● **Activity**:
Please output the data exactly, without omitting anything.

[Materials provided — start]

//! Transaction creation and removal
//!
//! Creation enforces the balance guard for outcomes: an outcome that would
//! drive the net balance negative is rejected before anything is persisted,
//! including the category. The guard applies only at creation time; rows
//! already on disk are never re-checked.

use tracing::info;

use crate::error::{LedgerError, LedgerResult};
use crate::models::{Money, Transaction, TransactionId, TransactionKind};
use crate::storage::Storage;

use super::balance::BalanceService;
use super::category::CategoryService;

/// Input for creating a transaction
#[derive(Debug, Clone)]
pub struct CreateTransactionInput {
    pub title: String,
    pub value: Money,
    pub kind: TransactionKind,
    /// Category title; resolved to an existing category or a new one
    pub category: String,
}

/// Service for transaction creation and removal
pub struct TransactionService<'a> {
    storage: &'a Storage,
}

impl<'a> TransactionService<'a> {
    /// Create a new transaction service
    pub fn new(storage: &'a Storage) -> Self {
        Self { storage }
    }

    /// Create and persist a transaction
    ///
    /// For outcomes, the balance guard runs first: if the value exceeds the
    /// current net balance the call fails with
    /// [`LedgerError::InsufficientFunds`] and nothing is persisted, not even
    /// a new category.
    pub fn create(&self, input: CreateTransactionInput) -> LedgerResult<Transaction> {
        if input.kind == TransactionKind::Outcome {
            let balance = BalanceService::new(self.storage).compute()?;
            if input.value > balance.total {
                return Err(LedgerError::InsufficientFunds {
                    needed: input.value,
                    available: balance.total,
                });
            }
        }

        let category = CategoryService::new(self.storage).resolve(&input.category)?;

        let txn = Transaction::new(input.title, input.value, input.kind, category.id);
        txn.validate()
            .map_err(|e| LedgerError::Validation(e.to_string()))?;

        self.storage.transactions.upsert(txn.clone())?;
        self.storage.transactions.save()?;

        info!(id = %txn.id, kind = %txn.kind, value = %txn.value, "created transaction");
        Ok(txn)
    }

    /// Remove a transaction by ID, returning the removed row
    pub fn remove(&self, id: TransactionId) -> LedgerResult<Transaction> {
        let txn = self
            .storage
            .transactions
            .get(id)?
            .ok_or_else(|| LedgerError::transaction_not_found(id.to_string()))?;

        self.storage.transactions.delete(id)?;
        self.storage.transactions.save()?;

        info!(id = %id, "removed transaction");
        Ok(txn)
    }

    /// Get a transaction by ID
    pub fn get(&self, id: TransactionId) -> LedgerResult<Option<Transaction>> {
        self.storage.transactions.get(id)
    }

    /// List all transactions, oldest first
    pub fn list(&self) -> LedgerResult<Vec<Transaction>> {
        self.storage.transactions.get_all()
    }
}

#[cfg(test)]
mod tests {
    use super::*;
    use crate::config::paths::LedgerPaths;
    use tempfile::TempDir;

    fn create_test_storage() -> (TempDir, Storage) {
        let temp_dir = TempDir::new().unwrap();
        let paths = LedgerPaths::with_base_dir(temp_dir.path().to_path_buf());
        let mut storage = Storage::new(paths).unwrap();
        storage.load_all().unwrap();
        (temp_dir, storage)
    }

    fn input(title: &str, cents: i64, kind: TransactionKind, category: &str) -> CreateTransactionInput {
        CreateTransactionInput {
            title: title.to_string(),
            value: Money::from_cents(cents),
            kind,
            category: category.to_string(),
        }
    }

    #[test]
    fn test_create_income() {
        let (_temp_dir, storage) = create_test_storage();
        let service = TransactionService::new(&storage);

        let txn = service
            .create(input("Salary", 500_000, TransactionKind::Income, "Job"))
            .unwrap();

        assert_eq!(txn.title, "Salary");
        assert!(txn.is_income());
        assert_eq!(storage.transactions.count().unwrap(), 1);
        assert_eq!(storage.categories.count().unwrap(), 1);
    }

    #[test]
    fn test_create_reuses_existing_category() {
        let (_temp_dir, storage) = create_test_storage();
        let service = TransactionService::new(&storage);

        let first = service
            .create(input("Groceries", 5_000, TransactionKind::Income, "Food"))
            .unwrap();
        let second = service
            .create(input("Restaurant", 3_000, TransactionKind::Income, "Food"))
            .unwrap();

        assert_eq!(first.category_id, second.category_id);
        assert_eq!(storage.categories.count().unwrap(), 1);
    }

    #[test]
    fn test_outcome_rejected_when_exceeding_balance() {
        let (_temp_dir, storage) = create_test_storage();
        let service = TransactionService::new(&storage);

        service
            .create(input("Salary", 100_000, TransactionKind::Income, "Job"))
            .unwrap();

        let err = service
            .create(input("Rent", 120_000, TransactionKind::Outcome, "Housing"))
            .unwrap_err();
        assert!(err.is_insufficient_funds());

        // The guard runs before category resolution, so the rejected
        // outcome leaves no trace: no transaction and no "Housing" category.
        assert_eq!(storage.transactions.count().unwrap(), 1);
        assert_eq!(storage.categories.count().unwrap(), 1);
        assert!(storage.categories.get_by_title("Housing").unwrap().is_none());
    }

    #[test]
    fn test_outcome_equal_to_balance_allowed() {
        let (_temp_dir, storage) = create_test_storage();
        let service = TransactionService::new(&storage);

        service
            .create(input("Salary", 100_000, TransactionKind::Income, "Job"))
            .unwrap();
        let txn = service
            .create(input("Rent", 100_000, TransactionKind::Outcome, "Housing"))
            .unwrap();

        assert!(txn.is_outcome());
        let balance = BalanceService::new(&storage).compute().unwrap();
        assert_eq!(balance.total, Money::zero());
    }

    #[test]
    fn test_outcome_decrements_balance() {
        let (_temp_dir, storage) = create_test_storage();
        let service = TransactionService::new(&storage);

        service
            .create(input("Salary", 500_000, TransactionKind::Income, "Job"))
            .unwrap();
        service
            .create(input("Rent", 120_000, TransactionKind::Outcome, "Housing"))
            .unwrap();

        let balance = BalanceService::new(&storage).compute().unwrap();
        assert_eq!(balance.total.cents(), 380_000);
    }

    #[test]
    fn test_first_outcome_on_empty_ledger_rejected() {
        let (_temp_dir, storage) = create_test_storage();
        let service = TransactionService::new(&storage);

        let err = service
            .create(input("Rent", 1, TransactionKind::Outcome, "Housing"))
            .unwrap_err();
        assert!(err.is_insufficient_funds());
    }

    #[test]
    fn test_remove_returns_deleted_transaction() {
        let (_temp_dir, storage) = create_test_storage();
        let service = TransactionService::new(&storage);

        let txn = service
            .create(input("Salary", 500_000, TransactionKind::Income, "Job"))
            .unwrap();

        let removed = service.remove(txn.id).unwrap();
        assert_eq!(removed.id, txn.id);
        assert_eq!(storage.transactions.count().unwrap(), 0);

        let err = service.remove(txn.id).unwrap_err();
        assert!(err.is_not_found());
    }

    #[test]
    fn test_remove_frees_balance_for_outcomes() {
        let (_temp_dir, storage) = create_test_storage();
        let service = TransactionService::new(&storage);

        service
            .create(input("Salary", 100_000, TransactionKind::Income, "Job"))
            .unwrap();
        let rent = service
            .create(input("Rent", 80_000, TransactionKind::Outcome, "Housing"))
            .unwrap();

        assert!(service
            .create(input("Travel", 50_000, TransactionKind::Outcome, "Trips"))
            .unwrap_err()
            .is_insufficient_funds());

        service.remove(rent.id).unwrap();
        service
            .create(input("Travel", 50_000, TransactionKind::Outcome, "Trips"))
            .unwrap();
    }
}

[Materials provided — finish]

● **Expected output**:
//! Transaction creation and removal
//!
//! Creation enforces the balance guard for outcomes: an outcome that would
//! drive the net balance negative is rejected before anything is persisted,
//! including the category. The guard applies only at creation time; rows
//! already on disk are never re-checked.

use tracing::info;

use crate::error::{LedgerError, LedgerResult};
use crate::models::{Money, Transaction, TransactionId, TransactionKind};
use crate::storage::Storage;

use super::balance::BalanceService;
use super::category::CategoryService;

/// Input for creating a transaction
#[derive(Debug, Clone)]
pub struct CreateTransactionInput {
    pub title: String,
    pub value: Money,
    pub kind: TransactionKind,
    /// Category title; resolved to an existing category or a new one
    pub category: String,
}

/// Service for transaction creation and removal
pub struct TransactionService<'a> {
    storage: &'a Storage,
}

impl<'a> TransactionService<'a> {
    /// Create a new transaction service
    pub fn new(storage: &'a Storage) -> Self {
        Self { storage }
    }

    /// Create and persist a transaction
    ///
    /// For outcomes, the balance guard runs first: if the value exceeds the
    /// current net balance the call fails with
    /// [`LedgerError::InsufficientFunds`] and nothing is persisted, not even
    /// a new category.
    pub fn create(&self, input: CreateTransactionInput) -> LedgerResult<Transaction> {
        if input.kind == TransactionKind::Outcome {
            let balance = BalanceService::new(self.storage).compute()?;
            if input.value > balance.total {
                return Err(LedgerError::InsufficientFunds {
                    needed: input.value,
                    available: balance.total,
                });
            }
        }

        let category = CategoryService::new(self.storage).resolve(&input.category)?;

        let txn = Transaction::new(input.title, input.value, input.kind, category.id);
        txn.validate()
            .map_err(|e| LedgerError::Validation(e.to_string()))?;

        self.storage.transactions.upsert(txn.clone())?;
        self.storage.transactions.save()?;

        info!(id = %txn.id, kind = %txn.kind, value = %txn.value, "created transaction");
        Ok(txn)
    }

    /// Remove a transaction by ID, returning the removed row
    pub fn remove(&self, id: TransactionId) -> LedgerResult<Transaction> {
        let txn = self
            .storage
            .transactions
            .get(id)?
            .ok_or_else(|| LedgerError::transaction_not_found(id.to_string()))?;

        self.storage.transactions.delete(id)?;
        self.storage.transactions.save()?;

        info!(id = %id, "removed transaction");
        Ok(txn)
    }

    /// Get a transaction by ID
    pub fn get(&self, id: TransactionId) -> LedgerResult<Option<Transaction>> {
        self.storage.transactions.get(id)
    }

    /// List all transactions, oldest first
    pub fn list(&self) -> LedgerResult<Vec<Transaction>> {
        self.storage.transactions.get_all()
    }
}

#[cfg(test)]
mod tests {
    use super::*;
    use crate::config::paths::LedgerPaths;
    use tempfile::TempDir;

    fn create_test_storage() -> (TempDir, Storage) {
        let temp_dir = TempDir::new().unwrap();
        let paths = LedgerPaths::with_base_dir(temp_dir.path().to_path_buf());
        let mut storage = Storage::new(paths).unwrap();
        storage.load_all().unwrap();
        (temp_dir, storage)
    }

    fn input(title: &str, cents: i64, kind: TransactionKind, category: &str) -> CreateTransactionInput {
        CreateTransactionInput {
            title: title.to_string(),
            value: Money::from_cents(cents),
            kind,
            category: category.to_string(),
        }
    }

    #[test]
    fn test_create_income() {
        let (_temp_dir, storage) = create_test_storage();
        let service = TransactionService::new(&storage);

        let txn = service
            .create(input("Salary", 500_000, TransactionKind::Income, "Job"))
            .unwrap();

        assert_eq!(txn.title, "Salary");
        assert!(txn.is_income());
        assert_eq!(storage.transactions.count().unwrap(), 1);
        assert_eq!(storage.categories.count().unwrap(), 1);
    }

    #[test]
    fn test_create_reuses_existing_category() {
        let (_temp_dir, storage) = create_test_storage();
        let service = TransactionService::new(&storage);

        let first = service
            .create(input("Groceries", 5_000, TransactionKind::Income, "Food"))
            .unwrap();
        let second = service
            .create(input("Restaurant", 3_000, TransactionKind::Income, "Food"))
            .unwrap();

        assert_eq!(first.category_id, second.category_id);
        assert_eq!(storage.categories.count().unwrap(), 1);
    }

    #[test]
    fn test_outcome_rejected_when_exceeding_balance() {
        let (_temp_dir, storage) = create_test_storage();
        let service = TransactionService::new(&storage);

        service
            .create(input("Salary", 100_000, TransactionKind::Income, "Job"))
            .unwrap();

        let err = service
            .create(input("Rent", 120_000, TransactionKind::Outcome, "Housing"))
            .unwrap_err();
        assert!(err.is_insufficient_funds());

        // The guard runs before category resolution, so the rejected
        // outcome leaves no trace: no transaction and no "Housing" category.
        assert_eq!(storage.transactions.count().unwrap(), 1);
        assert_eq!(storage.categories.count().unwrap(), 1);
        assert!(storage.categories.get_by_title("Housing").unwrap().is_none());
    }

    #[test]
    fn test_outcome_equal_to_balance_allowed() {
        let (_temp_dir, storage) = create_test_storage();
        let service = TransactionService::new(&storage);

        service
            .create(input("Salary", 100_000, TransactionKind::Income, "Job"))
            .unwrap();
        let txn = service
            .create(input("Rent", 100_000, TransactionKind::Outcome, "Housing"))
            .unwrap();

        assert!(txn.is_outcome());
        let balance = BalanceService::new(&storage).compute().unwrap();
        assert_eq!(balance.total, Money::zero());
    }

    #[test]
    fn test_outcome_decrements_balance() {
        let (_temp_dir, storage) = create_test_storage();
        let service = TransactionService::new(&storage);

        service
            .create(input("Salary", 500_000, TransactionKind::Income, "Job"))
            .unwrap();
        service
            .create(input("Rent", 120_000, TransactionKind::Outcome, "Housing"))
            .unwrap();

        let balance = BalanceService::new(&storage).compute().unwrap();
        assert_eq!(balance.total.cents(), 380_000);
    }

    #[test]
    fn test_first_outcome_on_empty_ledger_rejected() {
        let (_temp_dir, storage) = create_test_storage();
        let service = TransactionService::new(&storage);

        let err = service
            .create(input("Rent", 1, TransactionKind::Outcome, "Housing"))
            .unwrap_err();
        assert!(err.is_insufficient_funds());
    }

    #[test]
    fn test_remove_returns_deleted_transaction() {
        let (_temp_dir, storage) = create_test_storage();
        let service = TransactionService::new(&storage);

        let txn = service
            .create(input("Salary", 500_000, TransactionKind::Income, "Job"))
            .unwrap();

        let removed = service.remove(txn.id).unwrap();
        assert_eq!(removed.id, txn.id);
        assert_eq!(storage.transactions.count().unwrap(), 0);

        let err = service.remove(txn.id).unwrap_err();
        assert!(err.is_not_found());
    }

    #[test]
    fn test_remove_frees_balance_for_outcomes() {
        let (_temp_dir, storage) = create_test_storage();
        let service = TransactionService::new(&storage);

        service
            .create(input("Salary", 100_000, TransactionKind::Income, "Job"))
            .unwrap();
        let rent = service
            .create(input("Rent", 80_000, TransactionKind::Outcome, "Housing"))
            .unwrap();

        assert!(service
            .create(input("Travel", 50_000, TransactionKind::Outcome, "Trips"))
            .unwrap_err()
            .is_insufficient_funds());

        service.remove(rent.id).unwrap();
        service
            .create(input("Travel", 50_000, TransactionKind::Outcome, "Trips"))
            .unwrap();
    }
}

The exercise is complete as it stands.